MN Science Standard 126.96.36.199.1 Energy Next Generation (WI) MS-ETS1-4 Engineering Design
A baseball sitting on a shelf doesn’t burn your catcher’s mitt, does it? How would that catcher’s mitt feel if it had to stop a ball from the Minnesota Twins’ pitcher. A bicycle slowly peddled is easy to stop, right? How much brake would it take to stop a racing bike?
It’s all about the energy of speed. The faster something is going, the more energy it has and the harder it is to stop.
Weight is also a factor in stopping an object’s motion. Water is a real heavy-weight, coming in at 8.3 pounds per gallon! Little energy is required to stop the flow of pond water. If a pond’s flood gates were opened and the water began to flow, that same water would be harder to stop.
People have long captured the energy of moving water with spinning wheels for grinding grain or wood. In 1880, people in the United States began to spin turbines with moving water to create electricity for lighting.
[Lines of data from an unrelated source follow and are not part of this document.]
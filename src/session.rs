//! Chat session lifecycle controller.
//!
//! A [`ChatSession`] owns everything a chat needs: the active provider, the
//! in-memory credential, the transcript, and the phase.  It moves between two
//! phases — configuring (pick a provider, supply a key) and chatting (one
//! turn at a time against the backend) — and exposes a [`RenderState`]
//! snapshot after every mutation so any front end can redraw without poking
//! at internals.

use strum::Display;
use thiserror::Error;
use tracing::{debug, info};

use crate::backend::{BackendError, ChatBackend, ChatReply, ChatTurnRequest};
use crate::credentials::CredentialStore;
use crate::providers;
use crate::transcript::{Role, Transcript, TranscriptEntry};

/// Which half of the UI is live.  Exactly one phase is active at a time.
#[derive(Debug, Clone, Copy, PartialEq, Eq, Display)]
#[strum(serialize_all = "lowercase")]
pub enum SessionPhase {
    Configuring,
    Chatting,
}

#[derive(Debug, Error, PartialEq, Eq)]
pub enum SessionError {
    #[error("an API key is required for {0}")]
    MissingCredential(String),
    #[error("unknown provider: {0}")]
    UnknownProvider(String),
    #[error("not available in the current phase")]
    WrongPhase,
    #[error("a chat turn is already in flight")]
    TurnInFlight,
}

/// Everything a presentation layer needs to redraw after a mutation.
pub struct RenderState<'a> {
    pub phase: SessionPhase,
    pub transcript: &'a [TranscriptEntry],
    /// Whether a credential input should be shown right now.
    pub credential_input_visible: bool,
    /// Previously stored key for the active provider, offered as a pre-fill.
    pub credential_prefill: Option<&'a str>,
}

/// Token for an outstanding chat turn.  Obtained from [`ChatSession::begin_turn`]
/// and consumed by [`ChatSession::finish_turn`]; holding one means a user
/// entry has been appended and the in-flight flag is set.
#[must_use]
#[derive(Debug)]
pub struct TurnTicket {
    pub request: ChatTurnRequest,
    /// Which chatting phase this turn belongs to.  Results from a phase that
    /// has since been abandoned are dropped on arrival.
    generation: u64,
}

pub struct ChatSession<S: CredentialStore> {
    store: S,
    phase: SessionPhase,
    provider: &'static providers::ProviderDef,
    /// Stored key offered as a pre-fill while configuring.
    credential_prefill: Option<String>,
    /// Key in effect for the current chatting phase.
    current_credential: Option<String>,
    transcript: Transcript,
    in_flight: bool,
    /// Bumped on every return to configuration; stale turn results carry the
    /// old value and are discarded.
    generation: u64,
}

impl<S: CredentialStore> ChatSession<S> {
    /// Create a session in the configuring phase with the first catalogue
    /// provider preselected.
    pub fn new(store: S) -> Self {
        let provider = &providers::PROVIDERS[0];
        let mut session = Self {
            store,
            phase: SessionPhase::Configuring,
            provider,
            credential_prefill: None,
            current_credential: None,
            transcript: Transcript::new(),
            in_flight: false,
            generation: 0,
        };
        session.refresh_prefill();
        session
    }

    // ── Model selection ─────────────────────────────────────────────────────

    /// Record the active provider and look up any stored key for it as a
    /// pre-fill suggestion.  Only valid while configuring; never touches the
    /// transcript or another provider's stored key.
    pub fn select_provider(&mut self, id: &str) -> Result<(), SessionError> {
        if self.phase != SessionPhase::Configuring {
            return Err(SessionError::WrongPhase);
        }
        let def = providers::provider_by_id(id)
            .ok_or_else(|| SessionError::UnknownProvider(id.to_string()))?;
        self.provider = def;
        self.refresh_prefill();
        debug!(provider = def.id, "provider selected");
        Ok(())
    }

    fn refresh_prefill(&mut self) {
        self.credential_prefill = if providers::requires_credential(self.provider.id) {
            self.store.load(self.provider.id)
        } else {
            None
        };
    }

    // ── Phase transitions ───────────────────────────────────────────────────

    /// Configuring → Chatting.  When the provider requires a key, the trimmed
    /// input must be non-empty; otherwise the transition is rejected with no
    /// state change.  On success the key is persisted and a welcome entry is
    /// appended if the transcript is empty.
    pub fn start_chat(&mut self, credential_input: &str) -> Result<(), SessionError> {
        if self.phase != SessionPhase::Configuring {
            return Err(SessionError::WrongPhase);
        }
        let key = credential_input.trim();
        if providers::requires_credential(self.provider.id) {
            if key.is_empty() {
                return Err(SessionError::MissingCredential(
                    self.provider.display.to_string(),
                ));
            }
            self.store.save(self.provider.id, key);
            self.current_credential = Some(key.to_string());
        } else {
            self.current_credential = None;
        }

        self.phase = SessionPhase::Chatting;
        if self.transcript.is_empty() {
            self.transcript.push(
                Role::System,
                format!(
                    "Connected to {}. Ask your first question.",
                    self.provider.display
                ),
            );
        }
        info!(provider = self.provider.id, "chat started");
        Ok(())
    }

    /// Chatting → Configuring.  Always succeeds: drops the in-memory key,
    /// discards the transcript, and re-offers the stored key for the
    /// still-selected provider.
    pub fn change_model(&mut self) {
        self.phase = SessionPhase::Configuring;
        self.current_credential = None;
        self.transcript.clear();
        self.in_flight = false;
        self.generation += 1;
        self.refresh_prefill();
        info!("returned to configuration");
    }

    // ── Request dispatch ────────────────────────────────────────────────────

    /// First half of a chat turn: validate, append the user entry, and mark
    /// the turn in flight.  Returns `Ok(None)` for empty/whitespace questions
    /// (a silent no-op).  A second call while a turn is outstanding is
    /// rejected with [`SessionError::TurnInFlight`].
    pub fn begin_turn(&mut self, question: &str) -> Result<Option<TurnTicket>, SessionError> {
        if self.phase != SessionPhase::Chatting {
            return Err(SessionError::WrongPhase);
        }
        let question = question.trim();
        if question.is_empty() {
            return Ok(None);
        }
        if self.in_flight {
            return Err(SessionError::TurnInFlight);
        }

        self.transcript.push(Role::User, question);
        self.in_flight = true;
        Ok(Some(TurnTicket {
            request: ChatTurnRequest {
                question: question.to_string(),
                provider: self.provider.id.to_string(),
                credential: self.current_credential.clone(),
            },
            generation: self.generation,
        }))
    }

    /// Second half of a chat turn: record the outcome and clear the in-flight
    /// flag.  Failures become a bot entry; they never escape the session.
    /// A result whose turn began before the last [`change_model`](Self::change_model)
    /// is dropped without touching the session — the transcript it belonged
    /// to is already gone, and a newer turn may be outstanding.
    pub fn finish_turn(&mut self, ticket: TurnTicket, result: Result<ChatReply, BackendError>) {
        if ticket.generation != self.generation {
            debug!("turn resolved after a phase change; dropping stale result");
            return;
        }
        self.in_flight = false;
        match result {
            Ok(reply) => {
                self.transcript.push(Role::Bot, reply.text);
            }
            Err(err) => {
                self.transcript.push(Role::Bot, format!("Error: {err}"));
            }
        }
    }

    /// Run one full chat turn against the backend.  Convenience wrapper
    /// around [`begin_turn`](Self::begin_turn) / [`finish_turn`](Self::finish_turn)
    /// for callers that can await the response inline.
    pub async fn send<B: ChatBackend + Sync>(
        &mut self,
        question: &str,
        backend: &B,
    ) -> Result<(), SessionError> {
        let Some(ticket) = self.begin_turn(question)? else {
            return Ok(());
        };
        let result = backend.chat(&ticket.request).await;
        self.finish_turn(ticket, result);
        Ok(())
    }

    // ── Observable state ────────────────────────────────────────────────────

    pub fn render_state(&self) -> RenderState<'_> {
        RenderState {
            phase: self.phase,
            transcript: self.transcript.entries(),
            credential_input_visible: self.phase == SessionPhase::Configuring
                && providers::requires_credential(self.provider.id),
            credential_prefill: self.credential_prefill.as_deref(),
        }
    }

    pub fn phase(&self) -> SessionPhase {
        self.phase
    }

    pub fn provider(&self) -> &'static providers::ProviderDef {
        self.provider
    }

    pub fn transcript(&self) -> &[TranscriptEntry] {
        self.transcript.entries()
    }

    pub fn credential_prefill(&self) -> Option<&str> {
        self.credential_prefill.as_deref()
    }

    /// The injected store (mainly for inspection in tests).
    pub fn credential_store(&self) -> &S {
        &self.store
    }
}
How does water power work? Water is directed downhill in large flow lines where it speeds toward the powerhouse. Inside the powerhouse, the water is directed through pipes called penstocks which deliver water to water wheels called turbines. The water forces the turbines to spin, and, because the turbines are connected to electrical generators, electricity is created.
The Thomson Dam on the St. Louis River was built in 1907 to create a large pond of water for use in generating electricity. Today, Thomson Hydro is Minnesota’s largest producer of hydro energy. When running at full power, the station has the ability to light up 700,000 100-watt light bulbs!
That’s Water Power and that’s Minnesota’s home-grown Hydro-Electric Generation!